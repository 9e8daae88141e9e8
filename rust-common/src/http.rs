//! Centralized HTTP client configuration and building.
//!
//! The tooling issues a handful of sequential requests per run, so the
//! client is tuned for a short-lived process rather than a long-lived pool.

use reqwest::{Client, ClientBuilder};
use std::time::Duration;

/// HTTP client configuration.
#[derive(Debug, Clone)]
pub struct HttpConfig {
    /// Request timeout (default: 30s)
    pub timeout: Duration,
    /// Connection timeout (default: 10s)
    pub connect_timeout: Duration,
    /// User agent string
    pub user_agent: String,
}

impl Default for HttpConfig {
    fn default() -> Self {
        Self {
            timeout: Duration::from_secs(30),
            connect_timeout: Duration::from_secs(10),
            user_agent: concat!("rust-common/", env!("CARGO_PKG_VERSION")).to_string(),
        }
    }
}

impl HttpConfig {
    /// Set the request timeout.
    #[must_use]
    pub const fn with_timeout(mut self, timeout: Duration) -> Self {
        self.timeout = timeout;
        self
    }

    /// Set the connect timeout.
    #[must_use]
    pub const fn with_connect_timeout(mut self, timeout: Duration) -> Self {
        self.connect_timeout = timeout;
        self
    }

    /// Set the user agent.
    #[must_use]
    pub fn with_user_agent(mut self, user_agent: impl Into<String>) -> Self {
        self.user_agent = user_agent.into();
        self
    }
}

/// Build a configured HTTP client.
///
/// Creates a reqwest client with rustls TLS. Idle connections are not kept
/// around since the process exits right after its last request.
///
/// # Errors
///
/// Returns an error if the client cannot be built (e.g., TLS initialization fails).
///
/// # Examples
///
/// ```
/// use rust_common::{HttpConfig, build_http_client};
/// use std::time::Duration;
///
/// let config = HttpConfig::default()
///     .with_timeout(Duration::from_secs(60));
/// let client = build_http_client(&config).expect("Failed to build client");
/// ```
pub fn build_http_client(config: &HttpConfig) -> Result<Client, reqwest::Error> {
    ClientBuilder::new()
        .timeout(config.timeout)
        .connect_timeout(config.connect_timeout)
        .pool_max_idle_per_host(0)
        .user_agent(&config.user_agent)
        .use_rustls_tls()
        .build()
}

Task brief: Output the records in full. Match them exactly.

Solution:
repository 9e8daae88141e9e8
filename rust-common/src/http.rs
//! Centralized HTTP client configuration and building.
//!
//! The tooling issues a handful of sequential requests per run, so the
//! client is tuned for a short-lived process rather than a long-lived pool.

use reqwest::{Client, ClientBuilder};
use std::time::Duration;

/// HTTP client configuration.
#[derive(Debug, Clone)]
pub struct HttpConfig {
    /// Request timeout (default: 30s)
    pub timeout: Duration,
    /// Connection timeout (default: 10s)
    pub connect_timeout: Duration,
    /// User agent string
    pub user_agent: String,
}

impl Default for HttpConfig {
    fn default() -> Self {
        Self {
            timeout: Duration::from_secs(30),
            connect_timeout: Duration::from_secs(10),
            user_agent: concat!("rust-common/", env!("CARGO_PKG_VERSION")).to_string(),
        }
    }
}

impl HttpConfig {
    /// Set the request timeout.
    #[must_use]
    pub const fn with_timeout(mut self, timeout: Duration) -> Self {
        self.timeout = timeout;
        self
    }

    /// Set the connect timeout.
    #[must_use]
    pub const fn with_connect_timeout(mut self, timeout: Duration) -> Self {
        self.connect_timeout = timeout;
        self
    }

    /// Set the user agent.
    #[must_use]
    pub fn with_user_agent(mut self, user_agent: impl Into<String>) -> Self {
        self.user_agent = user_agent.into();
        self
    }
}

/// Build a configured HTTP client.
///
/// Creates a reqwest client with rustls TLS. Idle connections are not kept
/// around since the process exits right after its last request.
///
/// # Errors
///
/// Returns an error if the client cannot be built (e.g., TLS initialization fails).
///
/// # Examples
///
/// ```
/// use rust_common::{HttpConfig, build_http_client};
/// use std::time::Duration;
///
/// let config = HttpConfig::default()
///     .with_timeout(Duration::from_secs(60));
/// let client = build_http_client(&config).expect("Failed to build client");
/// ```
pub fn build_http_client(config: &HttpConfig) -> Result<Client, reqwest::Error> {
    ClientBuilder::new()
        .timeout(config.timeout)
        .connect_timeout(config.connect_timeout)
        .pool_max_idle_per_host(0)
        .user_agent(&config.user_agent)
        .use_rustls_tls()
        .build()
}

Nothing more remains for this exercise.